[BBLISA] Forgoing internal dns?

[Edward Ned Harvey (bblisa4)]

> From: bblisa-bounces at bblisa.org [mailto:bblisa-bounces at bblisa.org] On
> Behalf Of John Miller
> 
> I've been meaning to bring this up at the previous meetings, but
> haven't.  Brandeis is looking to move all authoritative DNS out to a cloud
> provider (Route 53's currently the leading candidate).  

I am, in recent years, definitely promoting this.  With IPv6 coming, now is a good time to start getting prepared.  The concept of "internal" and "external" simply go away.

In present day security, you maintain a private network, and a perimeter around that network.  But you permit authorized users to access the whole private network when their traffic comes in via VPN.  Which means (a) it's authenticated, and (b) it's encrypted.

In the future of IPv6, you're going to do the same exact thing, but authentication and encryption are built into the protocol itself.  So you in fact *do* literally take your internal services and expose them to the internet.  The same as you presently do with IPv4 over VPN.

Peoples' active directory domains, in the past, very often *.local domains.  This needs to be eliminated in favor of world-resolvable DNS domains.  You can maintain split DNS if you need to.


> We definitely should
> be doing this on some level--an external provider can give better latency and
> uptime than we could ever dream of providing ourselves.
> However, a problem arises: we still have tons of internal services--Active
> Directory, financial aid, management servers, print servers, file servers, (I
> could go on)--that live directly in our main domain.  The terms "external" and
> "internal" don't exactly apply in our case--everything's a bit of both.
> 
> Without hosting some sort of authoritative services within our network, we'd
> have to rely on our caching nameservers to answer queries during network
> downtime. 

Think of your UPS situation.  Server with redundant power supplies.  One side plugs into UPS, other side plugs into surge protector.  So you keep power if your UPS blows up, and you keep power if your UPS is online while the upstream power source is off.
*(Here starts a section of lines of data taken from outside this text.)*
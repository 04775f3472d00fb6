// SPDX-License-Identifier: PolyForm-Noncommercial-1.0.0
// Copyright (c) 2025 Sylvex. All rights reserved.

//! Logging and tracing initialization.
//!
//! The level comes from `RUST_LOG` when set, otherwise from the command
//! line, otherwise from the `logging` section of the configuration.

use std::fs::OpenOptions;
use std::path::PathBuf;
use std::sync::Arc;

use tracing_subscriber::{
    fmt::{self, writer::BoxMakeWriter},
    layer::SubscriberExt,
    util::SubscriberInitExt,
    EnvFilter,
};
use uanode_config::LoggingConfig;

use crate::cli::{Cli, LogFormat};
use crate::error::{BinError, BinResult};

// =============================================================================
// LogSettings
// =============================================================================

/// Effective logging settings.
#[derive(Debug, Clone, PartialEq, Eq)]
pub struct LogSettings {
    /// Filter directive used when `RUST_LOG` is not set.
    pub level: String,
    /// Output format.
    pub format: LogFormat,
    /// Append to this file instead of stdout.
    pub file: Option<PathBuf>,
}

impl LogSettings {
    /// Merges command-line overrides over the configuration.
    pub fn resolve(cli: &Cli, config: Option<&LoggingConfig>) -> Self {
        let level = cli
            .log_level_override()
            .map(str::to_string)
            .or_else(|| config.map(|c| c.level.as_str().to_string()))
            .unwrap_or_else(|| "info".to_string());
        let format = cli
            .log_format
            .or_else(|| config.map(|c| c.format.into()))
            .unwrap_or_default();

        Self {
            level,
            format,
            file: config.and_then(|c| c.file.clone()),
        }
    }
}

// =============================================================================
// Logging Initialization
// =============================================================================

/// Installs the global subscriber.
///
/// Fails if the filter directive is invalid, the log file cannot be
/// opened, or a subscriber is already installed.
pub fn init_logging(settings: &LogSettings) -> BinResult<()> {
    let filter = match EnvFilter::try_from_default_env() {
        Ok(filter) => filter,
        Err(_) => EnvFilter::try_new(&settings.level)
            .map_err(|e| BinError::config(format!("invalid log level '{}': {}", settings.level, e)))?,
    };

    let (writer, ansi) = match &settings.file {
        Some(path) => {
            let file = OpenOptions::new()
                .create(true)
                .append(true)
                .open(path)
                .map_err(|e| BinError::init(format!("cannot open log file {}: {}", path.display(), e)))?;
            (BoxMakeWriter::new(Arc::new(file)), false)
        }
        None => (
            BoxMakeWriter::new(std::io::stdout),
            std::io::IsTerminal::is_terminal(&std::io::stdout()),
        ),
    };

    let registry = tracing_subscriber::registry().with(filter);
    let result = match settings.format {
        LogFormat::Text => registry
            .with(
                fmt::layer()
                    .with_target(true)
                    .with_thread_ids(false)
                    .with_ansi(ansi)
                    .with_writer(writer),
            )
            .try_init(),
        LogFormat::Json => registry
            .with(
                fmt::layer()
                    .json()
                    .with_target(true)
                    .with_current_span(true)
                    .with_span_list(false)
                    .with_writer(writer),
            )
            .try_init(),
        LogFormat::Compact => registry
            .with(
                fmt::layer()
                    .compact()
                    .with_target(false)
                    .with_ansi(ansi)
                    .with_writer(writer),
            )
            .try_init(),
    };

    result.map_err(|e| BinError::init(format!("failed to install logger: {}", e)))
}

#[cfg(test)]
mod tests {
    use super::*;
    use clap::Parser;
    use uanode_config::LogLevel;

    #[test]
    fn test_cli_overrides_config() {
        let config = LoggingConfig {
            level: LogLevel::Warn,
            format: uanode_config::LogFormat::Text,
            file: None,
        };

        let cli = Cli::parse_from(["uanode"]);
        let settings = LogSettings::resolve(&cli, Some(&config));
        assert_eq!(settings.level, "warn");
        assert_eq!(settings.format, LogFormat::Text);

        let cli = Cli::parse_from(["uanode", "-v", "--log-format", "json"]);
        let settings = LogSettings::resolve(&cli, Some(&config));
        assert_eq!(settings.level, "debug");
        assert_eq!(settings.format, LogFormat::Json);
    }

    #[test]
    fn test_defaults_without_config() {
        let cli = Cli::parse_from(["uanode"]);
        let settings = LogSettings::resolve(&cli, None);
        assert_eq!(settings.level, "info");
        assert_eq!(settings.format, LogFormat::Json);
        assert!(settings.file.is_none());
    }
}
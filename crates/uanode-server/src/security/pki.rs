// SPDX-License-Identifier: PolyForm-Noncommercial-1.0.0
// Copyright (c) 2025 Sylvex. All rights reserved.

//! PKI directory layout and application certificate generation.

use std::path::{Path, PathBuf};

use chrono::{DateTime, Datelike, Duration, NaiveTime, Utc};
use uanode_core::protocol::PeerCertificate;

use crate::error::{ServerError, ServerResult};
use crate::security::store::thumbprint;

/// File name of the application certificate under `own/`.
pub const CERTIFICATE_FILE: &str = "cert.der";

/// File name of the certificate in PEM form under `own/`.
pub const CERTIFICATE_PEM_FILE: &str = "cert.pem";

/// File name of the private key under `own/`.
pub const PRIVATE_KEY_FILE: &str = "private_key.pem";

/// Validity of a generated application certificate, starting at midnight
/// UTC of the generation day.
pub const CERTIFICATE_VALIDITY_DAYS: i64 = 365;

// =============================================================================
// PkiLayout
// =============================================================================

/// Paths of the PKI directory tree.
#[derive(Debug, Clone, PartialEq, Eq)]
pub struct PkiLayout {
    root: PathBuf,
    own: PathBuf,
    trusted: PathBuf,
    rejected: PathBuf,
    issuers: PathBuf,
}

impl PkiLayout {
    /// Creates the layout for `root`; nothing is touched on disk.
    pub fn new(root: impl Into<PathBuf>) -> Self {
        let root = root.into();
        Self {
            own: root.join("own"),
            trusted: root.join("trusted"),
            rejected: root.join("rejected"),
            issuers: root.join("issuers"),
            root,
        }
    }

    /// PKI root.
    pub fn root(&self) -> &Path {
        &self.root
    }

    /// Own certificate and key.
    pub fn own_dir(&self) -> &Path {
        &self.own
    }

    /// Trusted peers.
    pub fn trusted_dir(&self) -> &Path {
        &self.trusted
    }

    /// Rejected peers.
    pub fn rejected_dir(&self) -> &Path {
        &self.rejected
    }

    /// Issuer certificates.
    pub fn issuers_dir(&self) -> &Path {
        &self.issuers
    }

    /// Path of the application certificate.
    pub fn certificate_path(&self) -> PathBuf {
        self.own.join(CERTIFICATE_FILE)
    }

    /// Path of the private key.
    pub fn private_key_path(&self) -> PathBuf {
        self.own.join(PRIVATE_KEY_FILE)
    }

    /// Loads the application certificate as a [`PeerCertificate`].
    ///
    /// Returns `None` if no certificate has been generated. The validity
    /// window is derived from the generation day, which is the file's
    /// modification date.
    pub async fn load_own_certificate(&self, subject: &str) -> ServerResult<Option<PeerCertificate>> {
        let path = self.certificate_path();
        let der = match tokio::fs::read(&path).await {
            Ok(der) => der,
            Err(e) if e.kind() == std::io::ErrorKind::NotFound => return Ok(None),
            Err(e) => return Err(ServerError::store_io(&path, e)),
        };
        let modified = tokio::fs::metadata(&path)
            .await
            .and_then(|m| m.modified())
            .map_err(|e| ServerError::store_io(&path, e))?;

        let (not_before, not_after) = validity_window(DateTime::<Utc>::from(modified));
        Ok(Some(PeerCertificate {
            der,
            subject: subject.to_string(),
            not_before,
            not_after,
        }))
    }

    /// Creates every directory of the layout.
    pub async fn ensure(&self) -> ServerResult<()> {
        for dir in [&self.own, &self.trusted, &self.rejected, &self.issuers] {
            tokio::fs::create_dir_all(dir)
                .await
                .map_err(|e| ServerError::store_io(dir, e))?;
        }
        Ok(())
    }
}

// =============================================================================
// Certificate generation
// =============================================================================

/// Identity written into a generated application certificate.
#[derive(Debug, Clone)]
pub struct CertificateSubject {
    /// Common name.
    pub common_name: String,
    /// Application URI, placed in the subject alternative names.
    pub application_uri: String,
    /// DNS names.
    pub hostnames: Vec<String>,
}

/// Outcome of [`init_pki`].
#[derive(Debug, Clone)]
pub struct PkiReport {
    /// Layout that was prepared.
    pub layout: PkiLayout,
    /// `true` if a new certificate was generated.
    pub generated: bool,
    /// SHA-256 thumbprint of the application certificate.
    pub thumbprint: String,
}

/// Creates the PKI layout and a self-signed application certificate if
/// none exists yet.
pub async fn init_pki(root: impl Into<PathBuf>, subject: &CertificateSubject) -> ServerResult<PkiReport> {
    let layout = PkiLayout::new(root);
    layout.ensure().await?;

    let cert_path = layout.certificate_path();
    if tokio::fs::try_exists(&cert_path)
        .await
        .map_err(|e| ServerError::store_io(&cert_path, e))?
    {
        let der = tokio::fs::read(&cert_path)
            .await
            .map_err(|e| ServerError::store_io(&cert_path, e))?;
        let tp = thumbprint(&der);
        tracing::info!(thumbprint = %tp, "Application certificate already present");
        return Ok(PkiReport {
            layout,
            generated: false,
            thumbprint: tp,
        });
    }

    let generated = generate_self_signed(subject)?;

    let pem_path = layout.own_dir().join(CERTIFICATE_PEM_FILE);
    let key_path = layout.private_key_path();
    tokio::fs::write(&cert_path, &generated.der)
        .await
        .map_err(|e| ServerError::store_io(&cert_path, e))?;
    tokio::fs::write(&pem_path, &generated.pem)
        .await
        .map_err(|e| ServerError::store_io(&pem_path, e))?;
    tokio::fs::write(&key_path, &generated.key_pem)
        .await
        .map_err(|e| ServerError::store_io(&key_path, e))?;

    #[cfg(unix)]
    {
        use std::os::unix::fs::PermissionsExt;
        let permissions = std::fs::Permissions::from_mode(0o600);
        tokio::fs::set_permissions(&key_path, permissions).await.ok();
    }

    let tp = thumbprint(&generated.der);
    tracing::info!(
        thumbprint = %tp,
        subject = %subject.common_name,
        path = %cert_path.display(),
        "Generated application certificate"
    );

    Ok(PkiReport {
        layout,
        generated: true,
        thumbprint: tp,
    })
}

fn validity_window(generated_at: DateTime<Utc>) -> (DateTime<Utc>, DateTime<Utc>) {
    let start = generated_at.date_naive().and_time(NaiveTime::MIN).and_utc();
    (start, start + Duration::days(CERTIFICATE_VALIDITY_DAYS))
}

struct GeneratedCertificate {
    der: Vec<u8>,
    pem: String,
    key_pem: String,
}

fn generate_self_signed(subject: &CertificateSubject) -> ServerResult<GeneratedCertificate> {
    let mut params = rcgen::CertificateParams::new(subject.hostnames.clone())
        .map_err(|e| ServerError::generation(e.to_string()))?;
    params
        .distinguished_name
        .push(rcgen::DnType::CommonName, subject.common_name.clone());

    let uri = rcgen::Ia5String::try_from(subject.application_uri.clone())
        .map_err(|e| ServerError::generation(format!("invalid application URI: {}", e)))?;
    params.subject_alt_names.push(rcgen::SanType::URI(uri));

    let (not_before, not_after) = validity_window(Utc::now());
    params.not_before = rcgen::date_time_ymd(
        not_before.year(),
        not_before.month() as u8,
        not_before.day() as u8,
    );
    params.not_after = rcgen::date_time_ymd(not_after.year(), not_after.month() as u8, not_after.day() as u8);

    let key_pair = rcgen::KeyPair::generate().map_err(|e| ServerError::generation(e.to_string()))?;
    let cert = params
        .self_signed(&key_pair)
        .map_err(|e| ServerError::generation(e.to_string()))?;

    Ok(GeneratedCertificate {
        der: cert.der().to_vec(),
        pem: cert.pem(),
        key_pem: key_pair.serialize_pem(),
    })
}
Build your caching DNS server, and configure clients to use it first, and 8.8.8.8 (or whatever) second.  It's important that your caching name server is first, so things will actually *be* cached in the event the upstream becomes unavailable.

If you just want to make sure the "internal" domain is cached, you can make your caching name server the secondary for local clients to use, and make it a backup provider for the master which is offsite.  So it's actually authoritative (it is guaranteed to know your domain, even though the upstream might be unavailable and nothing recently cached locally).  But you manipulate the remote master server, which then replicates down to your backup server.